───── Input ─────

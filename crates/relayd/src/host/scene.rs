//! In-memory object graph used by the headless host.

use std::collections::BTreeMap;

use serde::{Deserialize, Serialize};
use serde_json::Value;

use super::{HostError, TransformUpdate};

/// Typed component property.
#[derive(Debug, Clone, PartialEq, Serialize, Deserialize)]
#[serde(tag = "type", content = "value", rename_all = "lowercase")]
pub enum PropertyValue {
    Float(f64),
    Int(i64),
    Bool(bool),
    String(String),
    /// Path of the referenced object, if any.
    Reference(Option<String>),
}

impl PropertyValue {
    /// Assigns `value` if it fits this property's type. Numeric and boolean
    /// properties also accept their textual spelling.
    fn assign(&mut self, value: &Value) -> bool {
        match (self, value) {
            (Self::Float(slot), Value::Number(number)) => number.as_f64().map(|v| *slot = v).is_some(),
            (Self::Float(slot), Value::String(text)) => {
                text.trim().parse().map(|v| *slot = v).is_ok()
            }
            (Self::Int(slot), Value::Number(number)) => number.as_i64().map(|v| *slot = v).is_some(),
            (Self::Int(slot), Value::String(text)) => {
                text.trim().parse().map(|v| *slot = v).is_ok()
            }
            (Self::Bool(slot), Value::Bool(flag)) => {
                *slot = *flag;
                true
            }
            (Self::Bool(slot), Value::String(text)) => {
                text.trim().to_ascii_lowercase().parse().map(|v| *slot = v).is_ok()
            }
            (Self::String(slot), Value::String(text)) => {
                text.clone_into(slot);
                true
            }
            (Self::String(slot), Value::Number(number)) => {
                *slot = number.to_string();
                true
            }
            (Self::String(slot), Value::Bool(flag)) => {
                *slot = flag.to_string();
                true
            }
            _ => false,
        }
    }
}

pub(crate) type Properties = BTreeMap<String, PropertyValue>;

/// Component types every headless host knows about, with default values.
pub(crate) fn builtin_component_types() -> BTreeMap<String, Properties> {
    let mut types = BTreeMap::new();
    let mut add = |name: &str, props: Vec<(&str, PropertyValue)>| {
        types.insert(
            name.to_owned(),
            props
                .into_iter()
                .map(|(key, value)| (key.to_owned(), value))
                .collect(),
        );
    };
    add(
        "Rigidbody",
        vec![
            ("mass", PropertyValue::Float(1.0)),
            ("useGravity", PropertyValue::Bool(true)),
            ("isKinematic", PropertyValue::Bool(false)),
        ],
    );
    add(
        "BoxCollider",
        vec![("isTrigger", PropertyValue::Bool(false))],
    );
    add(
        "Camera",
        vec![
            ("fieldOfView", PropertyValue::Float(60.0)),
            ("orthographic", PropertyValue::Bool(false)),
            ("target", PropertyValue::Reference(None)),
        ],
    );
    add(
        "Light",
        vec![
            ("intensity", PropertyValue::Float(1.0)),
            ("range", PropertyValue::Float(10.0)),
            ("color", PropertyValue::String(String::from("#FFFFFF"))),
        ],
    );
    add(
        "AudioSource",
        vec![
            ("volume", PropertyValue::Float(1.0)),
            ("loop", PropertyValue::Bool(false)),
            ("priority", PropertyValue::Int(128)),
        ],
    );
    types
}

#[derive(Debug, Clone, PartialEq, Serialize, Deserialize)]
pub(crate) struct Transform {
    pub(crate) position: [f64; 3],
    pub(crate) rotation: [f64; 3],
    pub(crate) scale: [f64; 3],
}

impl Default for Transform {
    fn default() -> Self {
        Self {
            position: [0.0; 3],
            rotation: [0.0; 3],
            scale: [1.0; 3],
        }
    }
}

#[derive(Debug, Clone, PartialEq, Serialize, Deserialize)]
pub(crate) struct SceneObject {
    pub(crate) name: String,
    #[serde(default)]
    pub(crate) parent: Option<String>,
    #[serde(default)]
    pub(crate) transform: Transform,
    #[serde(default)]
    pub(crate) components: BTreeMap<String, Properties>,
}

/// Objects keyed by absolute path (`/Parent/Child`).
#[derive(Debug, Clone, Default, PartialEq, Serialize, Deserialize)]
pub(crate) struct SceneGraph {
    objects: BTreeMap<String, SceneObject>,
}

const TRANSFORM: &str = "Transform";

/// Fails unless `name` is a component type the host knows about.
fn require_type(types: &BTreeMap<String, Properties>, name: &str) -> Result<(), HostError> {
    if name == TRANSFORM || types.contains_key(name) {
        Ok(())
    } else {
        Err(HostError::type_not_found(name))
    }
}

impl SceneGraph {
    /// Resolves an absolute path, or a bare name to the first object with
    /// that name.
    pub(crate) fn find(&self, path: &str) -> Option<String> {
        if path.starts_with('/') {
            return self.objects.contains_key(path).then(|| path.to_owned());
        }
        self.objects
            .iter()
            .find(|(_, object)| object.name == path)
            .map(|(key, _)| key.clone())
    }

    pub(crate) fn get(&self, path: &str) -> Option<&SceneObject> {
        self.find(path).and_then(|key| self.objects.get(&key))
    }

    fn object_mut(&mut self, path: &str) -> Result<&mut SceneObject, HostError> {
        let key = self.find(path).ok_or_else(|| HostError::gameobject(path))?;
        self.objects
            .get_mut(&key)
            .ok_or_else(|| HostError::gameobject(path))
    }

    pub(crate) fn create(&mut self, name: &str, parent: Option<&str>) -> Result<String, HostError> {
        let name = name.trim();
        if name.is_empty() || name.contains('/') {
            return Err(HostError::Invalid(format!("invalid object name: '{name}'")));
        }
        let parent_key = match parent.map(str::trim).filter(|p| !p.is_empty()) {
            Some(parent) => Some(self.find(parent).ok_or_else(|| HostError::gameobject(parent))?),
            None => None,
        };
        let prefix = parent_key.as_deref().unwrap_or("");
        let mut unique = name.to_owned();
        let mut suffix = 1_u32;
        while self.objects.contains_key(&format!("{prefix}/{unique}")) {
            unique = format!("{name} ({suffix})");
            suffix += 1;
        }
        let key = format!("{prefix}/{unique}");
        self.objects.insert(
            key.clone(),
            SceneObject {
                name: unique,
                parent: parent_key,
                transform: Transform::default(),
                components: BTreeMap::new(),
            },
        );
        Ok(key)
    }

    pub(crate) fn add_component(
        &mut self,
        path: &str,
        type_name: &str,
        schema: Option<&Properties>,
    ) -> Result<String, HostError> {
        let object = self.object_mut(path)?;
        if type_name == TRANSFORM {
            return Ok(type_name.to_owned());
        }
        let schema = schema.ok_or_else(|| HostError::type_not_found(type_name))?;
        object
            .components
            .entry(type_name.to_owned())
            .or_insert_with(|| schema.clone());
        Ok(type_name.to_owned())
    }

    pub(crate) fn set_property(
        &mut self,
        types: &BTreeMap<String, Properties>,
        path: &str,
        component: &str,
        property: &str,
        value: &Value,
    ) -> Result<(), HostError> {
        let object = self.object_mut(path)?;
        require_type(types, component)?;
        let slot = object
            .components
            .get_mut(component)
            .ok_or_else(|| HostError::component_missing(component))?
            .get_mut(property)
            .ok_or_else(|| HostError::property_not_found(property))?;
        if slot.assign(value) {
            Ok(())
        } else {
            Err(HostError::unsupported_property(property))
        }
    }

    pub(crate) fn set_transform(
        &mut self,
        path: &str,
        update: &TransformUpdate,
    ) -> Result<(), HostError> {
        let transform = &mut self.object_mut(path)?.transform;
        if let Some(position) = update.position {
            transform.position = position;
        }
        if let Some(rotation) = update.rotation {
            transform.rotation = rotation;
        }
        if let Some(scale) = update.scale {
            transform.scale = scale;
        }
        Ok(())
    }

    pub(crate) fn link_reference(
        &mut self,
        types: &BTreeMap<String, Properties>,
        target: &str,
        component: &str,
        property: &str,
        source: &str,
    ) -> Result<(), HostError> {
        let source_key = self
            .find(source)
            .ok_or_else(|| HostError::NotFound(String::from("source not found")))?;
        let target_key = self
            .find(target)
            .ok_or_else(|| HostError::NotFound(String::from("target not found")))?;
        require_type(types, component)?;
        let slot = self
            .objects
            .get_mut(&target_key)
            .and_then(|object| object.components.get_mut(component))
            .ok_or_else(|| HostError::component_missing(component))?
            .get_mut(property)
            .ok_or_else(|| HostError::property_not_found(property))?;
        match slot {
            PropertyValue::Reference(reference) => {
                *reference = Some(source_key);
                Ok(())
            }
            _ => Err(HostError::Invalid(format!(
                "property '{property}' is not an object reference"
            ))),
        }
    }

    /// The object at `path` and its descendants, keyed relative to its parent.
    pub(crate) fn subtree(&self, path: &str) -> Result<BTreeMap<String, SceneObject>, HostError> {
        let key = self.find(path).ok_or_else(|| HostError::gameobject(path))?;
        let base_len = key.rfind('/').unwrap_or(0);
        let nested = format!("{key}/");
        Ok(self
            .objects
            .iter()
            .filter(|(candidate, _)| **candidate == key || candidate.starts_with(&nested))
            .map(|(candidate, object)| {
                let relative = candidate.get(base_len..).unwrap_or(candidate.as_str());
                (relative.to_owned(), object.clone())
            })
            .collect())
    }

    pub(crate) fn len(&self) -> usize {
        self.objects.len()
    }
}

#[cfg(test)]
mod tests {
    use super::*;

    use serde_json::json;

    fn graph_with_player() -> SceneGraph {
        let mut graph = SceneGraph::default();
        graph.create("Player", None).expect("create player");
        graph
            .add_component(
                "/Player",
                "Rigidbody",
                builtin_component_types().get("Rigidbody"),
            )
            .expect("add rigidbody");
        graph
    }

    #[test]
    fn children_get_nested_paths_and_duplicates_are_renamed() {
        let mut graph = graph_with_player();
        assert_eq!(graph.create("Gun", Some("Player")).expect("child"), "/Player/Gun");
        assert_eq!(
            graph.create("Gun", Some("/Player")).expect("dup"),
            "/Player/Gun (1)"
        );
        let error = graph.create("Hat", Some("/Nobody")).expect_err("no parent");
        assert_eq!(error.to_string(), "gameobject not found: /Nobody");
    }

    #[test]
    fn set_property_checks_each_level_in_turn() {
        let types = builtin_component_types();
        let mut graph = graph_with_player();
        graph
            .set_property(&types, "/Player", "Rigidbody", "mass", &json!("2.5"))
            .expect("numeric text");
        let mass = graph
            .get("/Player")
            .and_then(|o| o.components.get("Rigidbody"))
            .and_then(|c| c.get("mass"))
            .cloned();
        assert_eq!(mass, Some(PropertyValue::Float(2.5)));

        let messages: Vec<String> = [
            graph.set_property(&types, "/Ghost", "Rigidbody", "mass", &json!(1)),
            graph.set_property(&types, "/Player", "Hinge", "angle", &json!(1)),
            graph.set_property(&types, "/Player", "Light", "range", &json!(1)),
            graph.set_property(&types, "/Player", "Rigidbody", "drag", &json!(1)),
            graph.set_property(&types, "/Player", "Rigidbody", "useGravity", &json!([1])),
        ]
        .into_iter()
        .map(|r| r.expect_err("should fail").to_string())
        .collect();
        assert_eq!(
            messages,
            vec![
                "gameobject not found: /Ghost",
                "type not found: Hinge",
                "component missing: Light",
                "property not found: drag",
                "unsupported property type for 'useGravity'",
            ]
        );
    }

    #[test]
    fn link_reference_requires_reference_property() {
        let types = builtin_component_types();
        let mut graph = graph_with_player();
        graph.create("Cam", None).expect("cam");
        graph
            .add_component("/Cam", "Camera", builtin_component_types().get("Camera"))
            .expect("camera");
        graph
            .link_reference(&types, "/Cam", "Camera", "target", "Player")
            .expect("link");
        let unknown = graph
            .link_reference(&types, "/Cam", "Tripod", "target", "Player")
            .expect_err("unregistered type");
        assert_eq!(unknown.to_string(), "type not found: Tripod");
        let error = graph
            .link_reference(&types, "/Cam", "Camera", "fieldOfView", "/Player")
            .expect_err("not a reference");
        assert_eq!(
            error.to_string(),
            "property 'fieldOfView' is not an object reference"
        );
    }

    #[test]
    fn subtree_is_relative_to_the_root_object() {
        let mut graph = graph_with_player();
        graph.create("Gun", Some("/Player")).expect("child");
        graph.create("Other", None).expect("sibling");
        let keys: Vec<_> = graph.subtree("/Player").expect("subtree").into_keys().collect();
        assert_eq!(keys, vec!["/Player", "/Player/Gun"]);
    }
}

─────

▶ **How to complete this task**
Beginning at the first line of the records, retype exactly every line up to and including the one with "(Self::Bool(slot), Value::String(text)) =>".

▶ **Response**
filename crates/relayd/src/host/scene.rs
//! In-memory object graph used by the headless host.

use std::collections::BTreeMap;

use serde::{Deserialize, Serialize};
use serde_json::Value;

use super::{HostError, TransformUpdate};

/// Typed component property.
#[derive(Debug, Clone, PartialEq, Serialize, Deserialize)]
#[serde(tag = "type", content = "value", rename_all = "lowercase")]
pub enum PropertyValue {
    Float(f64),
    Int(i64),
    Bool(bool),
    String(String),
    /// Path of the referenced object, if any.
    Reference(Option<String>),
}

impl PropertyValue {
    /// Assigns `value` if it fits this property's type. Numeric and boolean
    /// properties also accept their textual spelling.
    fn assign(&mut self, value: &Value) -> bool {
        match (self, value) {
            (Self::Float(slot), Value::Number(number)) => number.as_f64().map(|v| *slot = v).is_some(),
            (Self::Float(slot), Value::String(text)) => {
                text.trim().parse().map(|v| *slot = v).is_ok()
            }
            (Self::Int(slot), Value::Number(number)) => number.as_i64().map(|v| *slot = v).is_some(),
            (Self::Int(slot), Value::String(text)) => {
                text.trim().parse().map(|v| *slot = v).is_ok()
            }
            (Self::Bool(slot), Value::Bool(flag)) => {
                *slot = *flag;
                true
            }
            (Self::Bool(slot), Value::String(text)) => {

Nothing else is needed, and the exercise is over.